*Study material:*
* * *

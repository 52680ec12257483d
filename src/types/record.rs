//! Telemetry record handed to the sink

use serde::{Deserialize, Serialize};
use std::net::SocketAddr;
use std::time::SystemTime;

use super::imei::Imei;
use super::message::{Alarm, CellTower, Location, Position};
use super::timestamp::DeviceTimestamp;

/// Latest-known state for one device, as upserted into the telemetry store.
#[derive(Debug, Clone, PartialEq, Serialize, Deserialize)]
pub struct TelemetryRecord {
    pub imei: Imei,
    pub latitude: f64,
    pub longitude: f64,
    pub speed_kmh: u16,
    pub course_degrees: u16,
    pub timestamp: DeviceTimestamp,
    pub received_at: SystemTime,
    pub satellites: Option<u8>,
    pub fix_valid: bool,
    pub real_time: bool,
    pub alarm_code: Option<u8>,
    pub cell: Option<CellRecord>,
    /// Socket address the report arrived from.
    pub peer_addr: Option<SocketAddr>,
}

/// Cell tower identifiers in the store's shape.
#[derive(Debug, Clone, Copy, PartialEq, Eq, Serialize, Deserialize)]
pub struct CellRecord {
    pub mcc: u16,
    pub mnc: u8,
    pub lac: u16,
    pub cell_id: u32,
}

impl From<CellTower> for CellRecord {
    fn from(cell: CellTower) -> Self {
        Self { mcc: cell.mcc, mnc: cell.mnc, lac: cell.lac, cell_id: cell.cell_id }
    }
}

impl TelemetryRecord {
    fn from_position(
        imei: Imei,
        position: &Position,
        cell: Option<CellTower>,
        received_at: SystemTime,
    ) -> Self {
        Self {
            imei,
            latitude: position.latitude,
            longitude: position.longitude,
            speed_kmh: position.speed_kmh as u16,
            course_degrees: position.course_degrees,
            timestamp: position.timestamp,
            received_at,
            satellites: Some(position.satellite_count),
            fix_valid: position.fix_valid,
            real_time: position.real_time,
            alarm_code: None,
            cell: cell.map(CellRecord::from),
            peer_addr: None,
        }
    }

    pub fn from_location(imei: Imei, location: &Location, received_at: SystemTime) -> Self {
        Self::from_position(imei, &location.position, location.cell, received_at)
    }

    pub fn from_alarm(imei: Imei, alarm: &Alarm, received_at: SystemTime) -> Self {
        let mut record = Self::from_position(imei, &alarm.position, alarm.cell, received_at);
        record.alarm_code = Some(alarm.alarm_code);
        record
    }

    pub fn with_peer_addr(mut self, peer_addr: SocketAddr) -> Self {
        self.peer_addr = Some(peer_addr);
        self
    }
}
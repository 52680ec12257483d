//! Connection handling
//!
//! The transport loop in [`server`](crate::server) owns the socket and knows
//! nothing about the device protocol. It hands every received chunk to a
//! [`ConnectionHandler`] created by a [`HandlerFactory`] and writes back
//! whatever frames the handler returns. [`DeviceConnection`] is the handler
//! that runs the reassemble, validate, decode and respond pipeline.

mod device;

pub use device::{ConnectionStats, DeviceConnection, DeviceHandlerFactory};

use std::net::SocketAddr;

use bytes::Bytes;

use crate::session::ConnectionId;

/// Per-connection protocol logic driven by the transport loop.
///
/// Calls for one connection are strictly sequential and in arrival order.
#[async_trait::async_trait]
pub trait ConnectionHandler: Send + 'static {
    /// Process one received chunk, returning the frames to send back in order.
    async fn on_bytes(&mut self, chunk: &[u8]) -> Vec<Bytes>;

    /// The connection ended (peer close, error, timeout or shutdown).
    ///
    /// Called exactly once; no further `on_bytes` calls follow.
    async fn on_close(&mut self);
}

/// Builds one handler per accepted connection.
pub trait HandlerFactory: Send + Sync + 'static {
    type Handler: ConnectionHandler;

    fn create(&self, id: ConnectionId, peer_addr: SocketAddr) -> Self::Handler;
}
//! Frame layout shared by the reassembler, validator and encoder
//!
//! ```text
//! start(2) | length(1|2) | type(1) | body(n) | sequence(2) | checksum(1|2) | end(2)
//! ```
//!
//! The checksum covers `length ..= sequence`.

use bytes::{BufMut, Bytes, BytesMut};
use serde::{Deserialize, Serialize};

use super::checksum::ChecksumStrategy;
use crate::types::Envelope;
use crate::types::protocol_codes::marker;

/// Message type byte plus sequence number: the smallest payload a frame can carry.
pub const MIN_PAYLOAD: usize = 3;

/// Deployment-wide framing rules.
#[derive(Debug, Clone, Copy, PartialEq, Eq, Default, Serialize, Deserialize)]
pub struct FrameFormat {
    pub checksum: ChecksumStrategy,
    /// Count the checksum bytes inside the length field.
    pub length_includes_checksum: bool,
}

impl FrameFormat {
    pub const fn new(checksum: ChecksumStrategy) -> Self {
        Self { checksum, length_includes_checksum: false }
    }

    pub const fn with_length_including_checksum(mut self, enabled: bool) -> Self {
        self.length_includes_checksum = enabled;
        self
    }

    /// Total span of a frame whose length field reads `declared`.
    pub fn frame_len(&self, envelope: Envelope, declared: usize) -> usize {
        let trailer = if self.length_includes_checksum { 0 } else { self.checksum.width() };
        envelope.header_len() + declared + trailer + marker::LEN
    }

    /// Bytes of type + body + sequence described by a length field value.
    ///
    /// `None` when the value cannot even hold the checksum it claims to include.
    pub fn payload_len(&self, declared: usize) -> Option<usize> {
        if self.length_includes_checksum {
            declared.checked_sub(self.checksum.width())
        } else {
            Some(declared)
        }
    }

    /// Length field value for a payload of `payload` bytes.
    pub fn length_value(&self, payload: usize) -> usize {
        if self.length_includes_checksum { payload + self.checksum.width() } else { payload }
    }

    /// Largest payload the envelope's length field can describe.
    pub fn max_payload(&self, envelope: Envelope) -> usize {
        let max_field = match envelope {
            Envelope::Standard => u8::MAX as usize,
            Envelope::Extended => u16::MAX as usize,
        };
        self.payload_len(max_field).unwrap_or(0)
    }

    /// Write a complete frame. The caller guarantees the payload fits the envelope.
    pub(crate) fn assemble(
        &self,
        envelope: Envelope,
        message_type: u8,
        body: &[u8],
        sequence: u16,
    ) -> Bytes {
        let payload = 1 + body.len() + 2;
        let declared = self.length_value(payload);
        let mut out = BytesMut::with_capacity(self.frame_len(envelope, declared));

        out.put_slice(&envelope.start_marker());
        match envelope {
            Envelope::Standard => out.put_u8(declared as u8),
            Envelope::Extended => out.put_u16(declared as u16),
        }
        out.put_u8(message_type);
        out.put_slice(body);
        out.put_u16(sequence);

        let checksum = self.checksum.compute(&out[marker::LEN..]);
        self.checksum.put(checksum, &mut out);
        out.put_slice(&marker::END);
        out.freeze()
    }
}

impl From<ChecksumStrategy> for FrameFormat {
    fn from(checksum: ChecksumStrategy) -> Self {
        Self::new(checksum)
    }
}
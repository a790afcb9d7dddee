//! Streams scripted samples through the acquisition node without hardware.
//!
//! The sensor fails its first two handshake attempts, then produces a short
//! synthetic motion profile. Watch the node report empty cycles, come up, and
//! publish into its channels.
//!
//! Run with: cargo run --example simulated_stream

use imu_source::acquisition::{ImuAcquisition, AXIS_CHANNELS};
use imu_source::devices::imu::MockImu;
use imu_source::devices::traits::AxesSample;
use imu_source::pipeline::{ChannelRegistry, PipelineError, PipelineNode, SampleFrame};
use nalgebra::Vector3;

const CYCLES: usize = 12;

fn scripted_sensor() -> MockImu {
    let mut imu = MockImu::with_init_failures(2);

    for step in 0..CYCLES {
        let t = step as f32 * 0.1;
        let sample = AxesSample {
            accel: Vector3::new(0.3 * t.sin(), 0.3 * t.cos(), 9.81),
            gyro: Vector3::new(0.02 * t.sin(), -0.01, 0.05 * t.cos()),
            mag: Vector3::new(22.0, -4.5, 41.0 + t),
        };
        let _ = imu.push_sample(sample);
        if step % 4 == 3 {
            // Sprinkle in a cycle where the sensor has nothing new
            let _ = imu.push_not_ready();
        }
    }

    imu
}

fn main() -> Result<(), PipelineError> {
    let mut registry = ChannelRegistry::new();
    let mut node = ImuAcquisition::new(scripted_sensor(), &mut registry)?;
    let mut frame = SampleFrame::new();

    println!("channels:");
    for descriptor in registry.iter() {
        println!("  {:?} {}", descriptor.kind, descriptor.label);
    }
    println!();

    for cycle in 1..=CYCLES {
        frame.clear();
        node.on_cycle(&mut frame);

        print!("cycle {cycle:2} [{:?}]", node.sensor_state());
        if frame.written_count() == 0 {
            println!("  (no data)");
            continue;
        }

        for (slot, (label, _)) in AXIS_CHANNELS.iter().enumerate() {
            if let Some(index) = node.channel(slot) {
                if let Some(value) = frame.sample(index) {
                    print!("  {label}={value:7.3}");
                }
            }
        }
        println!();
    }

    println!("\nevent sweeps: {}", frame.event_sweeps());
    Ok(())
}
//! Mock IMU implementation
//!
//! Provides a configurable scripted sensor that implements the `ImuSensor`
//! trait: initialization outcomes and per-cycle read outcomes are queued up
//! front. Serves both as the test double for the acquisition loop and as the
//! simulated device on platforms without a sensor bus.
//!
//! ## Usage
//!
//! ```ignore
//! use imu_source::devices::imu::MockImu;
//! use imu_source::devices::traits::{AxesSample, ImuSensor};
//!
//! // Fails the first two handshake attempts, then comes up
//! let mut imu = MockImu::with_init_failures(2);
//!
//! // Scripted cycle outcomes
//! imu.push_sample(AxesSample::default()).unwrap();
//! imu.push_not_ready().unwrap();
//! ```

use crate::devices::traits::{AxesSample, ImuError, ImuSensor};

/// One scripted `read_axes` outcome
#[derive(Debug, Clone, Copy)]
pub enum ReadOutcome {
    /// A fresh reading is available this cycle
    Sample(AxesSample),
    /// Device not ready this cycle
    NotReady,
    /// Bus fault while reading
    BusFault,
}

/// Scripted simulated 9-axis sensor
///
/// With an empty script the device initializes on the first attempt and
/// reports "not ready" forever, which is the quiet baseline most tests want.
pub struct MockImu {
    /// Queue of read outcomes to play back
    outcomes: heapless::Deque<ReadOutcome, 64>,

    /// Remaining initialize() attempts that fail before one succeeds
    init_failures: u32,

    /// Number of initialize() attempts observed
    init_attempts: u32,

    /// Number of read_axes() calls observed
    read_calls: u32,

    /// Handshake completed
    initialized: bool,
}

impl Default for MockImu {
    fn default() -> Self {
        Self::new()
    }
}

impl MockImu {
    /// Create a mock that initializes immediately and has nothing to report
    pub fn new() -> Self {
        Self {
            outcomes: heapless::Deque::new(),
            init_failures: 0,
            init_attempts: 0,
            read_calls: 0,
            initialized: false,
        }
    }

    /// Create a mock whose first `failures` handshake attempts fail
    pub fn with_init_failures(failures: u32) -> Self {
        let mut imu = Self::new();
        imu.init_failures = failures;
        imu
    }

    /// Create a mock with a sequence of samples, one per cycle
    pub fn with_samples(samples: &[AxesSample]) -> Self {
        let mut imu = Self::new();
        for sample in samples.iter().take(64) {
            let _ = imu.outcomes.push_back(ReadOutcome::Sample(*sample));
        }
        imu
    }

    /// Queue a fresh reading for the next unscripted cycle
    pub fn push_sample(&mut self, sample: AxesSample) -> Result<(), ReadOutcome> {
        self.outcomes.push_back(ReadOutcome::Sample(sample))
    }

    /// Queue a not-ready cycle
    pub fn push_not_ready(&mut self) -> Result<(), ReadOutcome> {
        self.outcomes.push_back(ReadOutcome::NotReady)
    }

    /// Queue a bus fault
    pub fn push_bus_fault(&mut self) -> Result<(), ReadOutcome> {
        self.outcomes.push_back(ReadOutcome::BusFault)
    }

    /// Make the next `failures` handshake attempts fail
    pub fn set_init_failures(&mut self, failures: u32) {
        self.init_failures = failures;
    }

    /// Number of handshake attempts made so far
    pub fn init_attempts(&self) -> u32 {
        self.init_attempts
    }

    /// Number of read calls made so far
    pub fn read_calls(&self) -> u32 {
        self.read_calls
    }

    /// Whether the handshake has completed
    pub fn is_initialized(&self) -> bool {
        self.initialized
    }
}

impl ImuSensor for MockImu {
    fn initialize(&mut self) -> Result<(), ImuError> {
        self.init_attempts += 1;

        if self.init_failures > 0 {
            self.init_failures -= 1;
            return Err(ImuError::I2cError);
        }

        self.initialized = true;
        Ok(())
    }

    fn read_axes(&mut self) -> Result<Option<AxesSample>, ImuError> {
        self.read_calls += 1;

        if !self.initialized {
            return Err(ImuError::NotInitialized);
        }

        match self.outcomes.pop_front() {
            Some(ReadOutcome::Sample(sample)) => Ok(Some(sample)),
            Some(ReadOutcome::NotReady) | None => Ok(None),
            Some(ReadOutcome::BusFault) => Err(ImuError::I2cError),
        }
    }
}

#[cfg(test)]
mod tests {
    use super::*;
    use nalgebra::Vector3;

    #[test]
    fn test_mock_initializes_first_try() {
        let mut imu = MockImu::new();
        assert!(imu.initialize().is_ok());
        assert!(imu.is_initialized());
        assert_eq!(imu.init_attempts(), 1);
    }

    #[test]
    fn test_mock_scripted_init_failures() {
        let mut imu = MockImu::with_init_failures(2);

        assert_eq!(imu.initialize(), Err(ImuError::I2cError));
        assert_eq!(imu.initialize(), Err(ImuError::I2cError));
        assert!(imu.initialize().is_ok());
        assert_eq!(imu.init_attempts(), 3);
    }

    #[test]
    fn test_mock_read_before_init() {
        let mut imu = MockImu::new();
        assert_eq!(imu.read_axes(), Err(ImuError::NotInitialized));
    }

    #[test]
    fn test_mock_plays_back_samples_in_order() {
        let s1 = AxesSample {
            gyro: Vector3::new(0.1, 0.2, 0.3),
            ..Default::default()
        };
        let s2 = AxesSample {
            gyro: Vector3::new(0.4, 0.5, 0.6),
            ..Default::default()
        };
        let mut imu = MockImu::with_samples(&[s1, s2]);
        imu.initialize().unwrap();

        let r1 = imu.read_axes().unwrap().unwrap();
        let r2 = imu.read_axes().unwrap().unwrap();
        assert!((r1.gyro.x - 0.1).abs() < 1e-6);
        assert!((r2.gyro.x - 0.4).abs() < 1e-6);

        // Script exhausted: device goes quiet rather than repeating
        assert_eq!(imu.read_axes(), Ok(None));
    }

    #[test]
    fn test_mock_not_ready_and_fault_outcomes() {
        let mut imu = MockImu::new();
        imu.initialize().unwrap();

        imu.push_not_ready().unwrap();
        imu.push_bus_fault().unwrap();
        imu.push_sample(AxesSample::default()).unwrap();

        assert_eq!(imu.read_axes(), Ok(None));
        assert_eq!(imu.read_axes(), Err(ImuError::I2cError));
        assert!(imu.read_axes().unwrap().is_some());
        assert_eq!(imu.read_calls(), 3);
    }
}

* * *

*The task:* Show each line of the data that contains the string "timestamp".

*Written answer:*
use super::timestamp::DeviceTimestamp;
    pub timestamp: DeviceTimestamp,
            timestamp: position.timestamp,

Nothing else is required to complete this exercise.